Gaillac AOC (/fr/; Galhac AOC) is an Appellation d'Origine Contrôlée (AOC) in South West France in the département of Tarn, just north of Toulouse.

==History==
The region makes claims to be among the earliest viticultural centres of ancient Gaul, though possibly after those of Languedoc around Narbonne, with wine production established in early 1st century. Roman merchants transported wine to Bordeaux and Northern Europe down the Tarn, and vineyards soon followed in the valley. Archaeologists have found Roman pottery in Montans.

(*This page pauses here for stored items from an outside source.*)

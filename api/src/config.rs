use application::{IndexConfig, StoreLayout};
use std::env;
use std::str::FromStr;
use tracing::{info, warn};

pub const DEFAULT_PORT: u16 = 3000;

/// Startup configuration, read once from the environment.
#[derive(Debug, Clone, PartialEq, Eq)]
pub struct ServerConfig {
    pub port: u16,
    /// Identity connected at startup, if any.
    pub writer_identity: Option<String>,
    pub layout: StoreLayout,
    pub index: IndexConfig,
    /// Back the in-memory store with compare-and-swap.
    pub conditional_writes: bool,
}

impl ServerConfig {
    pub fn from_env() -> Self {
        Self::from_lookup(|name| env::var(name).ok())
    }

    pub fn from_lookup(lookup: impl Fn(&str) -> Option<String>) -> Self {
        let defaults_layout = StoreLayout::default();
        let defaults_index = IndexConfig::default();
        Self {
            port: parse_or("PORT", lookup("PORT"), DEFAULT_PORT),
            writer_identity: lookup("WRITER_IDENTITY")
                .map(|raw| raw.trim().to_string())
                .filter(|identity| !identity.is_empty()),
            layout: StoreLayout {
                index_key: non_empty_or(
                    "RECORD_INDEX_KEY",
                    lookup("RECORD_INDEX_KEY"),
                    defaults_layout.index_key,
                ),
                record_key_prefix: non_empty_or(
                    "RECORD_KEY_PREFIX",
                    lookup("RECORD_KEY_PREFIX"),
                    defaults_layout.record_key_prefix,
                ),
            },
            index: IndexConfig {
                max_cas_attempts: parse_or(
                    "INDEX_MAX_CAS_ATTEMPTS",
                    lookup("INDEX_MAX_CAS_ATTEMPTS"),
                    defaults_index.max_cas_attempts,
                )
                .max(1),
            },
            conditional_writes: parse_or(
                "STORE_CONDITIONAL_WRITES",
                lookup("STORE_CONDITIONAL_WRITES"),
                false,
            ),
        }
    }
}

fn parse_or<T>(name: &str, raw: Option<String>, default: T) -> T
where
    T: FromStr + std::fmt::Display + Copy,
{
    match raw {
        Some(value) => match T::from_str(value.trim()) {
            Ok(parsed) => {
                info!("Using {} = {} from environment.", name, parsed);
                parsed
            }
            Err(_) => {
                warn!(
                    "Invalid {} value '{}' in environment. Using default {}.",
                    name, value, default
                );
                default
            }
        },
        None => default,
    }
}

fn non_empty_or(name: &str, raw: Option<String>, default: String) -> String {
    match raw.map(|value| value.trim().to_string()) {
        Some(value) if !value.is_empty() => {
            info!("Using {} = {} from environment.", name, value);
            value
        }
        Some(_) => {
            warn!("Empty {} in environment. Using default '{}'.", name, default);
            default
        }
        None => default,
    }
}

The town of Gaillac grew up around the Benedictine monastery of Saint Michael, in the Tenth Century. As elsewhere, vineyards flourished in the care of the monks, who needed wine for religious purposes. By 1253, Gaillac was exporting its wine to England again, when Henry III bought 20 barrels. In 1387, the Counts of Toulouse granted Gaillac the right to put a rooster on the barrel in recognition of their wine, and le coq gaillacois continues in use as the town's emblem. King Francois I of France gave King Henry VIII 50 barrels of Gaillac red wine at the Field of the Cloth of Gold summit in 1520. Local lore in the region of Cunac claims that the gift came from the vineyard there.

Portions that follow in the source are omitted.